Why Our Church Cancelled Christmas Eve Service

With Christmas falling on a Sunday this year, pastors and churches are deciding when and if the church will gather. This affects both the usual weekly Sunday gathering and the annual Christmas Eve service. With the internet, we can hear what other churches are doing. This is good because these are important matters to consider! But as is also customary with the internet, people’s responses to others often lack charity and grace, disparaging motives and impugning others’ character. At the risk of the latter, the former compels me to briefly explain why we have decided to cancel our annual Christmas Eve service this year and still have our regular, weekly Sunday morning service.


I believe the Lord’s Day takes priority over holidays like Christmas Day or Christmas Eve. Throughout history, most believers have believed that one day in seven is to be set apart for worship to God. Formerly on the last day of the week, this day shifted to the first day of the week for Christian believers after the resurrection of Christ and is called the Lord’s Day (Acts 20:7; 1 Cor. 16:1–2; Rev. 1:10). Whether you believe in a shift from Sabbath to Lord’s Day or that the Lord’s Day is the Christian Sabbath or simply that Christians should go to church on Sundays, you are building your conviction on the propositions, patterns, and precedent of Scripture. God has not only instituted how he is to be worshipped but when. This is why most churches meet on Sundays. This is also why we have admonishments not to forsake the gathering of our church together (Heb. 10:25).

If I’m faced with a choice, I’d rather relativize Christmas and elevate the Lord’s Day.

The holiday of Christmas is beautiful (I’m not a grinch, I promise).
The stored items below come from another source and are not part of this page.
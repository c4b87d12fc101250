//! Application entry point for the `fatigue-monitor` service.
//!
//! Startup sequence:
//! - Load `.env` and the configuration snapshot
//! - Initialize structured logging/tracing
//! - Connect the PostgreSQL pool and create the schema if needed
//! - Build the `Monitor` and spawn the ingest, persist and device loops
//! - Serve the HTTP/WebSocket routes until Ctrl-C or SIGTERM
//!
//! # Environment Variables
//! - `DATABASE_URL` (**required**) – PostgreSQL connection string
//! - `INTEGRATOR_MODE` (optional) – `mock` (default) or `live`
//! - `LOG_LEVEL` (optional) – log verbosity (default: `debug`)
//! - `LOG_SPAN_EVENTS` (optional) – span event mode for tracing
//!
//! See `config.rs` for the full list.
use std::{env, io::IsTerminal, sync::Arc};

use anyhow::{Context, Result};
use dotenvy::dotenv;
use sqlx::postgres::PgPoolOptions;
use tokio_util::sync::CancellationToken;
use tracing_subscriber::filter::EnvFilter;
use tracing_subscriber::fmt::format::FmtSpan;

use fatigue_monitor::config::{self, mask_db_url};
use fatigue_monitor::routes::{self, AppState};
use fatigue_monitor::schema;
use fatigue_monitor::store::PgStore;
use fatigue_monitor::Monitor;

// ---

#[tokio::main]
async fn main() -> Result<()> {
    // ---
    dotenv().ok();
    init_tracing();

    let cfg = config::load_from_env()?;
    cfg.log_config();

    tracing::info!("Attempting to connect to database: {}", mask_db_url(&cfg.db_url));

    let pool = PgPoolOptions::new()
        .max_connections(cfg.db_pool_max)
        .connect(&cfg.db_url)
        .await
        .with_context(|| format!("Failed to connect to database '{}'", mask_db_url(&cfg.db_url)))?;

    tracing::info!("Successfully connected to database");

    schema::create_schema(&pool).await?;

    let monitor = Arc::new(Monitor::new(&cfg, PgStore::new(pool.clone()))?);
    let cancel = CancellationToken::new();
    let jobs = monitor.spawn_jobs(&cancel);

    let state = AppState::new(Arc::clone(&monitor), cfg.broadcast_interval, cancel.clone());
    let app = routes::router(state);

    tracing::info!("Listening on {}", cfg.listen_addr);
    let listener = tokio::net::TcpListener::bind(cfg.listen_addr).await?;
    axum::serve(listener, app)
        .with_graceful_shutdown(shutdown_signal(cancel.clone()))
        .await?;

    cancel.cancel();
    for job in jobs {
        if let Err(e) = job.await {
            tracing::warn!(error = %e, "background job ended abnormally");
        }
    }
    pool.close().await;
    tracing::info!("Shutdown complete");

    Ok(())
}

/// Resolve on Ctrl-C or SIGTERM and cancel every background loop.
async fn shutdown_signal(cancel: CancellationToken) {
    // ---
    let ctrl_c = async {
        if let Err(e) = tokio::signal::ctrl_c().await {
            tracing::error!(error = %e, "failed to listen for Ctrl-C");
            std::future::pending::<()>().await;
        }
    };

    #[cfg(unix)]
    let terminate = async {
        match tokio::signal::unix::signal(tokio::signal::unix::SignalKind::terminate()) {
            Ok(mut signal) => {
                signal.recv().await;
            }
            Err(e) => {
                tracing::error!(error = %e, "failed to listen for SIGTERM");
                std::future::pending::<()>().await;
            }
        }
    };

    #[cfg(not(unix))]
    let terminate = std::future::pending::<()>();

    tokio::select! {
        _ = ctrl_c => {},
        _ = terminate => {},
        _ = cancel.cancelled() => {},
    }

    tracing::info!("Shutdown signal received");
    cancel.cancel();
}

// ---

/// Initialize the global tracing subscriber for structured logging.
///
/// This function configures the [`tracing_subscriber`] with:
/// - Log target, file, and line number output enabled
/// - Color output controlled by TTY detection and `FORCE_COLOR` env var:
///   - `FORCE_COLOR=1|true|yes`: force colors on
///   - `FORCE_COLOR=0|false|no`: force colors off
///   - unset or other values: auto-detect TTY on stdout
/// - Span event emission mode controlled by the `LOG_SPAN_EVENTS` env var:
///   - `"full"`       : emit ENTER, EXIT, and CLOSE events with timing
///   - `"enter_exit"` : emit ENTER and EXIT only
///   - unset or other values: emit CLOSE events only (default)
/// - Filtering:
///   - `RUST_LOG`, when set, is used verbatim
///   - otherwise `LOG_LEVEL` (`trace|debug|info|warn|error`, default
///     `debug`) applies to every target except `sqlx::query`, held at `warn`
///
/// Call once at startup, before the config snapshot is logged.
fn init_tracing() {
    // ---
    let span_events = match env::var("LOG_SPAN_EVENTS").as_deref() {
        Ok("full") => FmtSpan::FULL,
        Ok("enter_exit") => FmtSpan::ENTER | FmtSpan::EXIT,
        _ => FmtSpan::CLOSE,
    };

    let use_color = match env::var("FORCE_COLOR").as_deref() {
        Ok("1") | Ok("true") | Ok("yes") => true,
        Ok("0") | Ok("false") | Ok("no") => false,
        _ => std::io::stdout().is_terminal(),
    };

    let env_filter = if env::var("RUST_LOG").is_ok() {
        EnvFilter::from_default_env()
    } else {
        let level = match env::var("LOG_LEVEL").ok().as_deref() {
            Some("trace") => "trace",
            Some("debug") => "debug",
            Some("info") => "info",
            Some("warn") => "warn",
            Some("error") => "error",
            _ => "debug",
        };
        EnvFilter::new(format!("{level},sqlx::query=warn"))
    };

    tracing_subscriber::fmt()
        .with_target(true)
        .with_file(true)
        .with_line_number(true)
        .with_span_events(span_events)
        .with_env_filter(env_filter)
        .with_ansi(use_color)
        .compact()
        .init();
}
/// Time range and source filter for one live fetch, in integrator-local time.
#[derive(Debug, Clone, PartialEq)]
pub struct EventQuery {
    pub range_start: NaiveDateTime,
    pub range_end: NaiveDateTime,
    pub source_ids: Vec<String>,
}

impl EventQuery {
    /// Query covering the union of all shift windows on the current local date.
    pub fn for_shift_day(shift: &ShiftConfig, source_ids: Vec<String>, now: DateTime<Utc>) -> Self {
        let (range_start, range_end) = shift.union_range(shift.local_now(now).date());
        Self {
            range_start,
            range_end,
            source_ids,
        }
    }
}

#[derive(Debug, Clone, Copy, PartialEq, Eq)]
enum Endpoint {
    Login,
    Events,
    Devices,
}

impl Endpoint {
    fn name(self) -> &'static str {
        match self {
            Endpoint::Login => "login",
            Endpoint::Events => "events",
            Endpoint::Devices => "devices",
        }
    }
}

#[derive(Serialize)]
struct LoginRequest<'a> {
    username: &'a str,
    password: &'a str,
}

#[derive(Serialize)]
struct EventsRequest<'a> {
    range_date_start: String,
    range_date_end: String,
    range_date_columns: &'a str,
    page: u32,
    page_size: u32,
    #[serde(skip_serializing_if = "Option::is_none")]
    filter_columns: Option<&'a str>,
    #[serde(skip_serializing_if = "Option::is_none")]
    filter_value: Option<String>,
}

#[derive(Deserialize)]
struct EventsEnvelope {
    #[serde(default = "default_success")]
    success: bool,
    #[serde(default)]
    message: Option<Value>,
    #[serde(default)]
    data: Option<EventsData>,
}

#[derive(Deserialize)]
struct EventsData {
    #[serde(default)]
    list: Vec<Value>,
    #[serde(default)]
    pagination: Option<Pagination>,
}

#[derive(Deserialize)]
struct Pagination {
    #[serde(default)]
    total_pages: Option<Value>,
}

fn default_success() -> bool {
    true
}

fn lenient_u32(value: &Value) -> Option<u32> {
    match value {
        Value::Number(n) => n.as_u64().map(|v| v.min(u64::from(u32::MAX)) as u32),
        Value::String(s) => s.trim().parse().ok(),
        _ => None,
    }
}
As a new believer, I remember breaking down in tears hearing familiar Christmas hymns. These songs that I mindlessly sang were suddenly imputed with such significance. I love that these songs play in stores and on the radio. I love celebrating with family and friends. Focusing on the birth of Christ is a win every day, but especially during Advent.

At the same time, we need to be honest. There is no Scriptural warrant to observe any day(s) as Christ’s birthday. It’s not wrong to emphasize or revel in Jesus’s birth any day, so of course, it’s not a sin to do in December. Also, unlike Good Friday and Resurrection Sunday, we don’t know the exact day Jesus was born. Therefore, while it’s undoubtedly profitable to set aside time to emphasize Christ’s birth (anytime, but especially at Christmas), we need to put these meetings in their proper place. They are gatherings we have the freedom to have as believers—they are lawful and profitable. However, unlike the Christians gathering on the Lord’s Day, there are no Scriptural propositions, patterns, or precedents for holiday meetings. I don’t mean to diminish them, but I do mean to relativize them. The Lord’s Day gathering of God’s people should be prioritized, and nothing else the church does should compete with it.
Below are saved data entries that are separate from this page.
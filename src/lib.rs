//! Fatigue telemetry monitor.
//!
//! Polls an upstream fatigue-event integrator (or synthesizes mock data),
//! normalizes and classifies events against per-area shift windows, keeps a
//! bounded in-memory snapshot, derives alerts and aggregates on demand and
//! persists the snapshot idempotently to PostgreSQL.
//!
//! Data flows `upstream` -> `normalize` (via `shift`) -> `cache` ->
//! `derive` / `persist`, driven by `scheduler` loops owned by
//! [`service::Monitor`].

pub mod broadcast;
pub mod cache;
pub mod config;
pub mod derive;
pub mod error;
pub mod fields;
pub mod models;
pub mod normalize;
pub mod persist;
pub mod routes;
pub mod scheduler;
pub mod schema;
pub mod service;
pub mod shift;
pub mod store;
pub mod upstream;

pub use config::Config;
pub use models::{Mode, RawEvent, Reading};
pub use service::Monitor;
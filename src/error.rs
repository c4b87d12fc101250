//! Error taxonomy for the upstream and storage boundaries.
//!
//! Both enums are absorbed at the scheduler boundary: they are logged and
//! recorded in job status, never surfaced to readers of derived views.

use thiserror::Error;

/// Failures talking to the upstream telemetry integrator.
#[derive(Debug, Error)]
pub enum UpstreamError {
    /// The call exceeded its per-call deadline and was aborted.
    #[error("upstream call '{endpoint}' timed out after {timeout_ms} ms")]
    Timeout { endpoint: &'static str, timeout_ms: u64 },

    /// Non-2xx response other than an authentication rejection.
    #[error("upstream returned HTTP {status}: {body}")]
    Http { status: u16, body: String },

    /// Credentials rejected, after the single re-authentication retry where applicable.
    #[error("upstream authentication failed: {0}")]
    Auth(String),

    #[error("upstream transport error: {0}")]
    Transport(#[from] reqwest::Error),

    /// A 2xx response whose body does not match the expected envelope.
    #[error("malformed upstream payload: {0}")]
    Malformed(String),

    /// The envelope reported `success: false`.
    #[error("upstream rejected the request: {0}")]
    Rejected(String),

    #[error("upstream client misconfigured: {0}")]
    Config(String),
}

/// Failures writing to or introspecting the durable store.
#[derive(Debug, Error)]
pub enum StoreError {
    /// Table metadata could not be read or lists no columns. Degraded, not fatal.
    #[error("schema unavailable for table '{table}': {reason}")]
    SchemaUnavailable { table: String, reason: String },

    #[error("database error: {0}")]
    Database(#[from] sqlx::Error),

    #[error("invalid SQL identifier '{0}'")]
    InvalidIdentifier(String),
}

/// Maximum number of body bytes kept in an error message.
const MAX_BODY_CHARS: usize = 512;

/// Truncate a response body for inclusion in an error or log line.
pub fn truncate_body(body: &str) -> String {
    // ---
    if body.chars().count() <= MAX_BODY_CHARS {
        return body.to_string();
    }
    let mut cut: String = body.chars().take(MAX_BODY_CHARS).collect();
    cut.push('…');
    cut
}

#[cfg(test)]
mod tests {
    use super::*;

    #[test]
    fn test_truncate_body() {
        assert_eq!(truncate_body("short"), "short");
        let long = "x".repeat(2_000);
        assert_eq!(truncate_body(&long).chars().count(), MAX_BODY_CHARS + 1);
    }

    #[test]
    fn test_error_messages() {
        let e = UpstreamError::Http {
            status: 502,
            body: "bad gateway".to_string(),
        };
        assert_eq!(e.to_string(), "upstream returned HTTP 502: bad gateway");

        let e = StoreError::SchemaUnavailable {
            table: "fatigue_event_history".to_string(),
            reason: "no columns".to_string(),
        };
        assert!(e.to_string().contains("fatigue_event_history"));
    }
}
The Lord’s Day gathering of God’s people should be prioritized and nothing else the church does should compete with it.


I live and pastor in Watertown, Mass, a town bordering Boston. There aren’t a lot of Christians here. The desire to go to church–even on holidays–likely exited with the last generation. We can’t just put out a sign and expect a bunch of people to come (either on Christmas Eve or Day). Also, we don’t have a large church; many of our members are traveling over the Christmas break. But there’s one factor that allows us some flexibility: we have our own church building. This allows us some flexibility on what we can do. I’m sensitive to my friends’ concerns who are planting churches, and their landlord won’t permit them to use the space on Sunday. That presents several logistical challenges. In our context, with several challenges and some flexibility, we believe that it’s consistent with our convictions and best for our church family not to have a Christmas Eve Service and encourage everyone to come on the Lord’s Day.
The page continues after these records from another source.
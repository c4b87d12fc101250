//! Data models for the fatigue telemetry pipeline.

use std::fmt;
use std::str::FromStr;

use chrono::{DateTime, Utc};
use serde::{Deserialize, Serialize};
use serde_json::Value;
use sha2::{Digest, Sha256};

// ---

/// Status assigned when the upstream payload carries none.
pub const UNKNOWN_STATUS: &str = "unknown";

/// Operating mode of the upstream side; also the provenance of a reading.
#[derive(Debug, Clone, Copy, PartialEq, Eq, Hash, Serialize, Deserialize)]
#[serde(rename_all = "lowercase")]
pub enum Mode {
    Mock,
    Live,
}

impl Mode {
    pub fn as_str(self) -> &'static str {
        match self {
            Mode::Mock => "mock",
            Mode::Live => "live",
        }
    }
}

impl fmt::Display for Mode {
    fn fmt(&self, f: &mut fmt::Formatter<'_>) -> fmt::Result {
        f.write_str(self.as_str())
    }
}

impl FromStr for Mode {
    type Err = String;

    fn from_str(s: &str) -> Result<Self, Self::Err> {
        match s.trim().to_ascii_lowercase().as_str() {
            "mock" => Ok(Mode::Mock),
            "live" => Ok(Mode::Live),
            other => Err(format!("unknown mode '{other}' (expected mock|live)")),
        }
    }
}

/// Opaque upstream payload as received. Immutable once built.
#[derive(Debug, Clone, PartialEq)]
pub struct RawEvent {
    // ---
    pub payload: Value,
    pub origin: Mode,
    pub received_at: DateTime<Utc>,
}

impl RawEvent {
    // ---
    pub fn new(payload: Value, origin: Mode, received_at: DateTime<Utc>) -> Self {
        Self {
            payload,
            origin,
            received_at,
        }
    }

    /// SHA-256 hex digest of the compact JSON rendering of the payload.
    ///
    /// Object keys serialize in sorted order, so two payloads with the same
    /// fields hash identically regardless of the order they arrived in.
    pub fn content_hash(&self) -> String {
        // ---
        let rendered = serde_json::to_string(&self.payload).unwrap_or_default();
        let mut hasher = Sha256::new();
        hasher.update(rendered.as_bytes());
        hex::encode(hasher.finalize())
    }
}

/// Descriptive attributes carried alongside a reading.
#[derive(Debug, Clone, Default, PartialEq, Serialize, Deserialize)]
#[serde(rename_all = "camelCase")]
pub struct ReadingMeta {
    // ---
    pub area: String,
    pub location: Option<String>,
    pub operator: Option<String>,
    pub fatigue_type: Option<String>,
    pub latitude: Option<f64>,
    pub longitude: Option<f64>,
    pub media_url: Option<String>,
    pub within_shift: bool,
}

/// Canonical normalized unit; one per raw event.
#[derive(Debug, Clone, PartialEq, Serialize, Deserialize)]
#[serde(rename_all = "camelCase")]
pub struct Reading {
    // ---
    pub source_id: String,
    /// Deduplication key: explicit upstream identity, else `source_id|timestamp`.
    pub identity: String,
    pub status: String,
    pub value: Option<f64>,
    pub timestamp: DateTime<Utc>,
    pub received_at: DateTime<Utc>,
    pub origin: Mode,
    pub meta: ReadingMeta,
}

impl Reading {
    // ---
    pub fn has_status(&self) -> bool {
        self.status != UNKNOWN_STATUS
    }

    /// Merge `newer` over `self`, keeping prior values for every field the
    /// newer reading omits.
    pub fn merged_with(&self, newer: Reading) -> Reading {
        // ---
        let status = if newer.has_status() {
            newer.status
        } else {
            self.status.clone()
        };
        let prev = &self.meta;
        let meta = ReadingMeta {
            area: if newer.meta.area.is_empty() {
                prev.area.clone()
            } else {
                newer.meta.area
            },
            location: newer.meta.location.or_else(|| prev.location.clone()),
            operator: newer.meta.operator.or_else(|| prev.operator.clone()),
            fatigue_type: newer
                .meta
                .fatigue_type
                .or_else(|| prev.fatigue_type.clone()),
            latitude: newer.meta.latitude.or(prev.latitude),
            longitude: newer.meta.longitude.or(prev.longitude),
            media_url: newer.meta.media_url.or_else(|| prev.media_url.clone()),
            within_shift: newer.meta.within_shift,
        };

        Reading {
            source_id: newer.source_id,
            identity: newer.identity,
            status,
            value: newer.value.or(self.value),
            timestamp: newer.timestamp,
            received_at: newer.received_at,
            origin: newer.origin,
            meta,
        }
    }
}

/// Online/offline state of a single upstream device.
#[derive(Debug, Clone, PartialEq, Serialize, Deserialize)]
#[serde(rename_all = "camelCase")]
pub struct DeviceHealth {
    pub device_id: String,
    pub name: Option<String>,
    pub online: bool,
    pub last_seen: Option<String>,
}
Everything we do communicates our priorities. As a pastor, I want to communicate what I believe to be God’s priorities. I think this comes from a place of conviction rather than convenience. If I’m faced with a choice, I’d rather relativize Christmas and elevate the Lord’s Day. I also realize that the elders of every church have to make their own decisions for their congregation. Different people face different circumstances. But in the end, we need to do our best (2 Tim. 2:15) because we will all give an account to God for how we’ve led Christ’s flock (1 Pet. 5:1–3).